Conservative philosopher Joseph de Maistre wrote in 1811 that "every nation gets the government it deserves". I think about that quote and I wonder what we did to deserve this shit show. I think about it a bit longer and I realize that instead of a cataclysmic shift, it has been happening for decades. It began with our dependence on mass media. It happened as a result of an education system unable or unwilling to educate the populace on the role of government. It happened because of the nature of human beings. Those individuals with money, power and influence are loathe to relinquish it and their ability to manipulate the system is indeed possible in a "free" society. The most precious right that we possess is our right to vote and through that, the right to determine the direction this country takes. All too often, however, that right is squandered by the very segment of the population that could benefit most from its exercise. Far too many people in this country just don't vote.
I realize that there are many reasons why people don't vote. They see it as a cumbersome futile process and over the years, apathy has set in on the electorate. If more Americans grew up or lived under totalitarian or dictatorial systems of government, they would cherish the rights they have and would surly vote whenever they had the opportunity.
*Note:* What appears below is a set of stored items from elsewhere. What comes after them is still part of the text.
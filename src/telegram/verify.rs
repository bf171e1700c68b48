//! Server-side validation of `tma` Authorization headers
//!
//! Telegram signs init data with a key derived from the bot token:
//! `secret = HMAC_SHA256(key = "WebAppData", msg = bot_token)`, then
//! `hash = HMAC_SHA256(key = secret, msg = data_check_string)`.
//! The data-check-string is every `key=value` pair except `hash`,
//! percent-decoded, sorted by key and joined with `\n`.

use hmac::Mac;
use serde_json::Value;
use std::collections::BTreeMap;
use std::time::{Duration, SystemTime, UNIX_EPOCH};
use thiserror::Error;

use crate::telegram::init_data::HASH_KEY;
use crate::telegram::webapp_auth::{hmac_sha256, HmacSha256, SCHEME, WEBAPP_DATA_KEY};

#[derive(Debug, Error, PartialEq, Eq)]
pub enum VerifyError {
    #[error("Authorization header does not use the tma scheme")]
    MissingScheme,

    #[error("Missing hash parameter")]
    MissingHash,

    #[error("Invalid hash - data may be tampered")]
    InvalidHash,

    #[error("Missing or malformed auth_date")]
    MissingAuthDate,

    #[error("Init data is too old ({0} seconds)")]
    Expired(u64),

    #[error("Missing user parameter")]
    MissingUser,

    #[error("Malformed user parameter: {0}")]
    MalformedUser(String),
}

/// Init data that passed signature and freshness checks
#[derive(Debug, Clone, PartialEq)]
pub struct VerifiedInitData {
    pub user_id: i64,
    pub user: Value,
    pub auth_date: u64,
    /// Every decoded field except `hash`
    pub fields: BTreeMap<String, String>,
}

/// Splits a query string into percent-decoded `(key, value)` pairs
///
/// Pairs without `=` or with undecodable values are skipped.
pub fn parse_pairs(query: &str) -> Vec<(String, String)> {
    query
        .split('&')
        .filter_map(|pair| {
            let (key, value) = pair.split_once('=')?;
            let decoded = urlencoding::decode(value).ok()?;
            Some((key.to_string(), decoded.into_owned()))
        })
        .collect()
}

/// Secret key derived from the bot token
pub fn secret_key(bot_token: &str) -> Vec<u8> {
    hmac_sha256(WEBAPP_DATA_KEY, bot_token.as_bytes())
}

/// Data-check-string over decoded pairs; `hash` pairs are left out
pub fn check_string<K: AsRef<str>, V: AsRef<str>>(pairs: &[(K, V)]) -> String {
    let mut signed: Vec<(&str, &str)> = pairs
        .iter()
        .map(|(k, v)| (k.as_ref(), v.as_ref()))
        .filter(|(k, _)| *k != HASH_KEY)
        .collect();

    signed.sort_by(|a, b| a.0.cmp(b.0));

    signed
        .iter()
        .map(|(k, v)| format!("{}={}", k, v))
        .collect::<Vec<_>>()
        .join("\n")
}

/// Produces a signed init data query string (`...&hash=<hex>`)
pub fn sign_init_data(pairs: &[(&str, &str)], bot_token: &str) -> String {
    let hash = hex::encode(hmac_sha256(&secret_key(bot_token), check_string(pairs).as_bytes()));

    let mut query: Vec<String> = pairs
        .iter()
        .filter(|(k, _)| *k != HASH_KEY)
        .map(|(k, v)| format!("{}={}", k, urlencoding::encode(v)))
        .collect();
    query.push(format!("{}={}", HASH_KEY, hash));
    query.join("&")
}

fn unix_now() -> u64 {
    SystemTime::now()
        .duration_since(UNIX_EPOCH)
        .map(|d| d.as_secs())
        .unwrap_or(0)
}

/// Verifies an `Authorization: tma <init data>` header value
pub fn verify_authorization(header: &str, bot_token: &str, max_age: Duration) -> Result<VerifiedInitData, VerifyError> {
    verify_authorization_at(header, bot_token, max_age, unix_now())
}

/// [`verify_authorization`] against an explicit clock (unix seconds)
pub fn verify_authorization_at(
    header: &str,
    bot_token: &str,
    max_age: Duration,
    now: u64,
) -> Result<VerifiedInitData, VerifyError> {
    let query = header
        .trim_start()
        .strip_prefix(SCHEME)
        .and_then(|rest| rest.strip_prefix(' '))
        .ok_or(VerifyError::MissingScheme)?;

    verify_init_data_at(query.trim(), bot_token, max_age, now)
}

/// Verifies a raw init data query string
pub fn verify_init_data_at(
    query: &str,
    bot_token: &str,
    max_age: Duration,
    now: u64,
) -> Result<VerifiedInitData, VerifyError> {
    let pairs = parse_pairs(query);

    let received_hash = pairs
        .iter()
        .rev()
        .find(|(k, _)| k == HASH_KEY)
        .map(|(_, v)| v.as_str())
        .ok_or(VerifyError::MissingHash)?;
    let received = hex::decode(received_hash).map_err(|_| VerifyError::InvalidHash)?;

    let mut mac = HmacSha256::new_from_slice(&secret_key(bot_token)).map_err(|_| VerifyError::InvalidHash)?;
    mac.update(check_string(&pairs).as_bytes());
    mac.verify_slice(&received).map_err(|_| VerifyError::InvalidHash)?;

    let fields: BTreeMap<String, String> = pairs.into_iter().filter(|(k, _)| k != HASH_KEY).collect();

    let auth_date = fields
        .get("auth_date")
        .and_then(|raw| raw.trim_matches('"').parse::<u64>().ok())
        .ok_or(VerifyError::MissingAuthDate)?;

    let age = now.saturating_sub(auth_date);
    if age > max_age.as_secs() {
        return Err(VerifyError::Expired(age));
    }

    let user_json = fields.get("user").ok_or(VerifyError::MissingUser)?;
    let user: Value = serde_json::from_str(user_json).map_err(|e| VerifyError::MalformedUser(e.to_string()))?;
    let user_id = user
        .get("id")
        .and_then(Value::as_i64)
        .ok_or_else(|| VerifyError::MalformedUser("missing user id".to_string()))?;

    Ok(VerifiedInitData {
        user_id,
        user,
        auth_date,
        fields,
    })
}

#[cfg(test)]
mod tests {
    use super::*;

    const TOKEN: &str = "123456:TEST-TOKEN";
    const NOW: u64 = 1_700_000_000;
    const DAY: Duration = Duration::from_secs(86_400);

    fn signed(auth_date: &str) -> String {
        sign_init_data(
            &[
                ("query_id", "AAHdF6IQAAAAAN0XohDhrOrc"),
                ("user", r#"{"id":279058397,"first_name":"Vladislav","username":"vdkfrost"}"#),
                ("auth_date", auth_date),
            ],
            TOKEN,
        )
    }

    #[test]
    fn test_valid_header_yields_user() {
        let header = format!("tma {}", signed("1699999000"));
        let verified = verify_authorization_at(&header, TOKEN, DAY, NOW).unwrap();
        assert_eq!(verified.user_id, 279058397);
        assert_eq!(verified.auth_date, 1_699_999_000);
        assert_eq!(verified.user["username"], "vdkfrost");
        assert!(!verified.fields.contains_key("hash"));
    }

    #[test]
    fn test_wrong_token_is_rejected() {
        let header = format!("tma {}", signed("1699999000"));
        assert_eq!(
            verify_authorization_at(&header, "other:token", DAY, NOW),
            Err(VerifyError::InvalidHash)
        );
    }

    #[test]
    fn test_tampered_field_is_rejected() {
        let query = signed("1699999000").replace("vdkfrost", "mallory");
        assert_eq!(
            verify_init_data_at(&query, TOKEN, DAY, NOW),
            Err(VerifyError::InvalidHash)
        );
    }

    #[test]
    fn test_expired_data_is_rejected() {
        let header = format!("tma {}", signed("1600000000"));
        assert_eq!(
            verify_authorization_at(&header, TOKEN, DAY, NOW),
            Err(VerifyError::Expired(100_000_000))
        );
    }

    #[test]
    fn test_scheme_and_hash_are_required() {
        assert_eq!(
            verify_authorization_at("Bearer abc", TOKEN, DAY, NOW),
            Err(VerifyError::MissingScheme)
        );
        assert_eq!(
            verify_authorization_at("tma auth_date=1", TOKEN, DAY, NOW),
            Err(VerifyError::MissingHash)
        );
        assert_eq!(
            verify_authorization_at("tma auth_date=1&hash=zz", TOKEN, DAY, NOW),
            Err(VerifyError::InvalidHash)
        );
    }

    #[test]
    fn test_check_string_sorts_by_key_and_skips_hash() {
        let pairs = [("user", "{}"), ("hash", "x"), ("auth_date", "1"), ("a1", "z")];
        assert_eq!(check_string(&pairs), "a1=z\nauth_date=1\nuser={}");
    }

    #[test]
    fn test_parse_pairs_decodes_and_skips_garbage() {
        let pairs = parse_pairs("user=%7B%22id%22%3A1%7D&flag&x=a%20b");
        assert_eq!(
            pairs,
            vec![
                ("user".to_string(), "{\"id\":1}".to_string()),
                ("x".to_string(), "a b".to_string())
            ]
        );
    }
}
For months now, the concept of a "blue wave" in the mid term elections has been a popular talking point on the political landscape. It is true that the party occupying the White House usually loses seats in Congress in the midterms. Since 1934, only three times has the President's party won seats during a mid term election; 1934 during Roosevelt's first term, 1998 in Clinton's second term and 2002 in George W. Bush's first term. The mid terms in many ways are a barometer of the President's performance in office as it is the first national election since a President's inauguration. With all this in mind, the mid term elections of 2018 will be a watershed event. On average, the President's party loses somewhere around 38 seats in Congress so keep that in mind. Anything less than that and I think it would be fair to say that Trump was vindicated and liberals everywhere just need to shut up and take it for the next two years. If the election however plays out like this writer suspects, the Democrats will have a majority in both houses of Congress but less than a super majority.
All signs point to such an event, as Trump is perhaps the most unpopular President since 1900, if not ever. The problem, however is the fact that in most midterm elections only hard core and more conservative voters turn out to cast their ballots. If the social unrest and public anxiety this President has engendered in our society turns to civic responsibility, this election will indeed be the most important election in my lifetime and will be a sight to see.